Court of Appeals of Indiana
Jun 9, 2023
No. 22A-CR-3024 (Ind. App. Jun. 9, 2023)

Opinion

22A-CR-3024

06-09-2023

Cheryl McCollum, Appellant-Defendant, v. State of Indiana, Appellee-Plaintiff

ATTORNEY FOR APPELLANT Chad A. Montgomery Montgomery Law Office Lafayette, Indiana ATTORNEYS FOR APPELLEE Theodore E. Rokita Indiana Attorney General Indianapolis, Indiana Kathy Bradley Deputy Attorney General Indianapolis, Indiana


Pursuant to Ind. Appellate Rule 65(D), this Memorandum Decision is not binding precedent for any court and may be cited only for persuasive value or to establish res judicata, collateral estoppel, or law of the case.

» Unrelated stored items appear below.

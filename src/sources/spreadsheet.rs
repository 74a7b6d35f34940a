//! Spreadsheet rows → raw signals.
//!
//! Operations sheet columns: Task, Owner, Due Date, Status, Priority, Notes.
//! Tasks sheet columns: Task, Status, Priority, Assigned To, Notes.

use chrono::{DateTime, NaiveDate, NaiveTime, Utc};
use serde_json::{Value, json};
use tracing::debug;

use crate::signal::model::{RawSignal, SignalSource};

/// Sender recorded on every spreadsheet signal.
pub const SPREADSHEET_SENDER: &str = "Spreadsheet Monitor";

/// Ranges read on each poll: operations sheet, then tasks sheet.
pub const WATCHED_RANGES: [&str; 2] = ["Operations!A1:F100", "Tasks!A1:E50"];

const MIN_CELLS: usize = 3;

fn cell(row: &[String], idx: usize) -> &str {
    row.get(idx).map(String::as_str).unwrap_or_default()
}

/// Overdue, not-completed operations rows become `deadline` signals.
///
/// The header row is skipped, as are rows with fewer than three cells and
/// rows whose due date is empty or not `%Y-%m-%d`.
pub fn operations_rows_to_signals(rows: &[Vec<String>], now: DateTime<Utc>) -> Vec<RawSignal> {
    let now = now.naive_utc();
    let mut signals = Vec::new();

    for (idx, row) in rows.iter().enumerate().skip(1) {
        if row.len() < MIN_CELLS {
            continue;
        }
        let (task, owner, due_date, status) = (cell(row, 0), cell(row, 1), cell(row, 2), cell(row, 3));
        if due_date.is_empty() || status.eq_ignore_ascii_case("completed") {
            continue;
        }
        let due = match NaiveDate::parse_from_str(due_date, "%Y-%m-%d") {
            Ok(d) => d.and_time(NaiveTime::MIN),
            Err(e) => {
                debug!(row = idx + 1, due_date, error = %e, "Skipping row with unparseable due date");
                continue;
            }
        };
        if due >= now {
            continue;
        }

        signals.push(
            RawSignal::new(
                SignalSource::Spreadsheet.as_str(),
                "deadline",
                format!("Overdue Task: {task}"),
                format!("Task \"{task}\" assigned to {owner} was due on {due_date} and is still {status}"),
            )
            .with_sender(SPREADSHEET_SENDER)
            .with_metadata(json!({
                "sheet": "Operations",
                "row": idx + 1,
                "task": task,
                "owner": owner,
                "due_date": due_date,
                "status": status,
            })),
        );
    }
    signals
}

/// High or critical tasks that are not completed/done become
/// `high_priority_task` signals. Header row skipped.
pub fn task_rows_to_signals(rows: &[Vec<String>]) -> Vec<RawSignal> {
    rows.iter()
        .enumerate()
        .skip(1)
        .filter(|(_, row)| row.len() >= MIN_CELLS)
        .filter_map(|(idx, row)| {
            let (task, status, priority) = (cell(row, 0), cell(row, 1), cell(row, 2));
            let urgent = matches!(priority.to_lowercase().as_str(), "high" | "critical");
            let open = !matches!(status.to_lowercase().as_str(), "completed" | "done");
            (urgent && open).then(|| {
                RawSignal::new(
                    SignalSource::Spreadsheet.as_str(),
                    "high_priority_task",
                    format!("High Priority Task: {task}"),
                    format!("Task \"{task}\" has {priority} priority and status is {status}"),
                )
                .with_sender(SPREADSHEET_SENDER)
                .with_metadata(json!({
                    "sheet": "Tasks",
                    "row": idx + 1,
                    "task": task,
                    "status": status,
                    "priority": priority,
                }))
            })
        })
        .collect()
}

/// Cell grid of one entry of a read-range response (`valueRanges[i].values`).
/// Non-string cells are rendered as their JSON text.
pub fn value_range_rows(response: &Value, index: usize) -> Vec<Vec<String>> {
    response["valueRanges"][index]["values"]
        .as_array()
        .map(|rows| {
            rows.iter()
                .map(|row| {
                    row.as_array()
                        .map(|cells| {
                            cells
                                .iter()
                                .map(|c| match c {
                                    Value::String(s) => s.clone(),
                                    other => other.to_string(),
                                })
                                .collect()
                        })
                        .unwrap_or_default()
                })
                .collect()
        })
        .unwrap_or_default()
}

Appeal from the Tippecanoe Superior Court The Honorable Steven P. Meyer, Judge Trial Court Cause No. 79D02-2012-F5-207

ATTORNEY FOR APPELLANT

Chad A. Montgomery

Montgomery Law Office

Lafayette, Indiana

ATTORNEYS FOR APPELLEE

Theodore E. Rokita

Indiana Attorney General

Indianapolis, Indiana

Kathy Bradley

Deputy Attorney General

Indianapolis, Indiana

MEMORANDUM DECISION

May, Judge.

[¶1] Cheryl McCollum appeals her conviction of Level 6 felony obstruction of justice. She argues the State did not present sufficient evidence to prove she committed the crime. We affirm.

Facts and Procedural History

[¶2] On June 26, 2020, McCollum was staying at the Fairfield Inn in Lafayette, Indiana. Officer Matthew Pate was dispatched to the Fairfield Inn after hotel staff reported a suspicious incident. When Officer Pate arrived, he spoke with the hotel clerk, who directed him to room 200. McCollum answered the door of room 200, identified herself, and explained the disturbance occurred because an unwanted guest had shown up at the room. McCollum also informed Officer Pate that she was serving a sentence on house arrest. Officer Pate contacted Community Corrections to notify them that McCollum was staying at the Fairfield Inn. Community Corrections notified Officer Pate that McCollum had moved to a different room without informing them, so he returned to the door of room 200 to wait for Community Corrections to arrive. As he waited at the door, he overheard McCollum argue with another occupant of the room, Phillip Certain, about a syringe that was somewhere in the room.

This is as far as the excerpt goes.